头一回感觉到胎动,秦羽荞有些兴奋,立马拉着章如茵的手往肚子上放,“你摸摸看。”
“真有!”章如茵算算时间,也是差不多时候了,“快了,再等几个月啊,孩子就生了,妈是真高兴,要当外婆了。”
秦羽荞也高兴,她头一回感觉到如此明显的胎动,恨不得立马跟顾天准分享,让他也感受一回。
不过这天她等到了晚饭时候,人也没回来。
顾天准忙起来也有来不及回家吃晚饭的时候,家里早就约定好,过了晚饭点就别等了,准是他有急事要忙。
可是这回秦羽荞等到了夜里八点多,人还没回来,再去嫂子家一看,哥哥也还没回来。
温倩在睡衣外头套了件军大衣站在门口和秦羽荞确认一番,两个男人都没回,“可能军区有什么事儿吧,你快回去歇着,别受凉,应该要不了多久就回来了。”

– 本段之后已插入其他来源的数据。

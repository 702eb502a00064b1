use crate::{
    add_command,
    lang::arg_stream::ArgStream,
    runtime::{
        built_ins::command_support::{success, CommandBase},
        data_structures::value::Value,
        error::{self, script_error},
        interpreter::{Command, CommandOutcome, Interpreter},
    },
};
use std::cmp::Ordering;

/// Coerce an operand to a number or fail naming the operator.
fn number(interpreter: &dyn Interpreter, op: &str, value: &Value) -> error::Result<Value> {
    match value.to_number() {
        Some(number) => Ok(number),
        None => script_error(
            interpreter,
            format!("{} needs numbers, found {} {}.", op, value.type_name(), value),
        ),
    }
}

/// `+ - * / % max min` on integers, or on floats when either side is one.
fn arithmetic(interpreter: &dyn Interpreter, op: &str, a: &Value, b: &Value) -> error::Result<Value> {
    let a = number(interpreter, op, a)?;
    let b = number(interpreter, op, b)?;

    if Value::either_is_float(&a, &b) {
        let x = a.to_float(interpreter)?;
        let y = b.to_float(interpreter)?;

        if (op == "/" || op == "%") && y == 0.0 {
            return script_error(interpreter, format!("Division by zero in {}.", op));
        }

        let result = match op {
            "+" => x + y,
            "-" => x - y,
            "*" => x * y,
            "/" => x / y,
            "%" => x % y,
            "max" => x.max(y),
            _ => x.min(y),
        };

        return Ok(Value::Float(result));
    }

    let x = a.to_int(interpreter)?;
    let y = b.to_int(interpreter)?;

    let result = match op {
        "+" => x.checked_add(y),
        "-" => x.checked_sub(y),
        "*" => x.checked_mul(y),
        "/" | "%" if y == 0 => {
            return script_error(interpreter, format!("Division by zero in {}.", op));
        }
        "/" => x.checked_div(y),
        "%" => x.checked_rem(y),
        "max" => Some(x.max(y)),
        _ => Some(x.min(y)),
    };

    match result {
        Some(result) => Ok(Value::Int(result)),
        None => script_error(interpreter, format!("Integer overflow in {} {} {}.", x, op, y)),
    }
}

/// `<< >> & | ^` on integers only.
fn bitwise(interpreter: &dyn Interpreter, op: &str, a: &Value, b: &Value) -> error::Result<Value> {
    let x = a.to_int(interpreter)?;
    let y = b.to_int(interpreter)?;

    let result = match op {
        "<<" | ">>" => {
            let Ok(shift) = u32::try_from(y) else {
                return script_error(interpreter, format!("Bad shift amount {}.", y));
            };

            let shifted = if op == "<<" { x.checked_shl(shift) } else { x.checked_shr(shift) };

            match shifted {
                Some(result) => result,
                None => return script_error(interpreter, format!("Bad shift amount {}.", y)),
            }
        }
        "&" => x & y,
        "|" => x | y,
        _ => x ^ y,
    };

    Ok(Value::Int(result))
}

/// Compare numerically when both sides are numbers, otherwise as trimmed text.
fn compare(a: &Value, b: &Value) -> Option<Ordering> {
    match (a.to_number(), b.to_number()) {
        (Some(Value::Int(x)), Some(Value::Int(y))) => Some(x.cmp(&y)),
        (Some(x), Some(y)) => {
            let x = match x {
                Value::Int(value) => value as f64,
                Value::Float(value) => value,
                _ => return None,
            };
            let y = match y {
                Value::Int(value) => value as f64,
                Value::Float(value) => value,
                _ => return None,
            };

            x.partial_cmp(&y)
        }
        _ => Some(a.to_text().trim().cmp(b.to_text().trim())),
    }
}

/// Work out the result of a binary operator.
fn evaluate(interpreter: &dyn Interpreter, op: &str, a: &Value, b: &Value) -> error::Result<Value> {
    match op {
        "+" | "-" | "*" | "/" | "%" | "max" | "min" => arithmetic(interpreter, op, a, b),
        "<<" | ">>" | "&" | "|" | "^" => bitwise(interpreter, op, a, b),

        "&&" => Ok(Value::Bool(a.to_bool(interpreter)? && b.to_bool(interpreter)?)),
        "||" => Ok(Value::Bool(a.to_bool(interpreter)? || b.to_bool(interpreter)?)),

        "==" | "!=" | "<" | ">" | "<=" | ">=" => {
            let ordering = compare(a, b);

            let result = match op {
                "==" => ordering == Some(Ordering::Equal),
                "!=" => ordering != Some(Ordering::Equal),
                "<" => ordering == Some(Ordering::Less),
                ">" => ordering == Some(Ordering::Greater),
                "<=" => matches!(ordering, Some(Ordering::Less | Ordering::Equal)),
                _ => matches!(ordering, Some(Ordering::Greater | Ordering::Equal)),
            };

            Ok(Value::Bool(result))
        }

        _ => script_error(interpreter, format!("Unknown operator {}.", op)),
    }
}

/// `eval [-to datasink] op ~@a [~@b]`
#[derive(Default)]
struct EvalCommand {
    base: CommandBase,
}

impl Command for EvalCommand {
    fn reinit(&mut self) {
        self.base.reinit();
    }

    fn execute(
        &mut self,
        interpreter: &mut dyn Interpreter,
        mut args: ArgStream,
    ) -> error::Result<CommandOutcome> {
        while let Some(dash_command) = args.parse_dash_command() {
            self.base.dash_command(interpreter, &dash_command, &mut args)?;
        }

        self.base.check_dash_commands(interpreter)?;

        let op = args.next_word()?;

        let result = if op == "!" {
            let value = args.next_resolving(interpreter)?;
            Value::Bool(!value.to_bool(interpreter)?)
        } else {
            let a = args.next_resolving(interpreter)?;
            let b = args.next_resolving(interpreter)?;

            evaluate(interpreter, &op, &a, &b)?
        };

        self.base.put(interpreter, result)?;
        success(args)
    }
}

pub fn register_eval_commands(interpreter: &mut dyn Interpreter) {
    add_command!(
        interpreter,
        "eval",
        EvalCommand,
        "Evaluate an arithmetic, bitwise, logical or comparison operator.",
        "eval [-to datasink] op ~@a [~@b]"
    );
}

#[cfg(test)]
mod tests {
    use super::*;

    #[test]
    fn comparisons_fall_back_to_text() {
        assert_eq!(compare(&Value::from("10"), &Value::Int(9)), Some(Ordering::Greater));
        assert_eq!(compare(&Value::from(" abc "), &Value::from("abc")), Some(Ordering::Equal));
        assert_eq!(compare(&Value::from("abc"), &Value::from("abd")), Some(Ordering::Less));
        assert_eq!(compare(&Value::Float(1.5), &Value::Int(1)), Some(Ordering::Greater));
    }
}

秦羽荞点点头,也只能回屋等着,主卧的煤油灯没熄,她半躺在床上看书,然而往日喜爱的诗歌集这会儿也吸引不了她的视线,目光倒是一遍遍往紧闭的屋门看,始终没动静。
咔哒
突然响起的开门声,令她惊喜地转移了视线,果不其然,顾天准出现在了门口。
“你回来啦!”秦羽荞蹭地坐直身子,语带兴奋,“今天怎么这么晚?有急事儿吗?你猜猜怎么着,今天孩子有动静啦,你快摸摸。”
顾天准坐到床边,听着媳妇儿一个劲儿念叨着,眼睛亮晶晶的,十分激动,他的大掌被秦羽荞拉着放到了肚子上。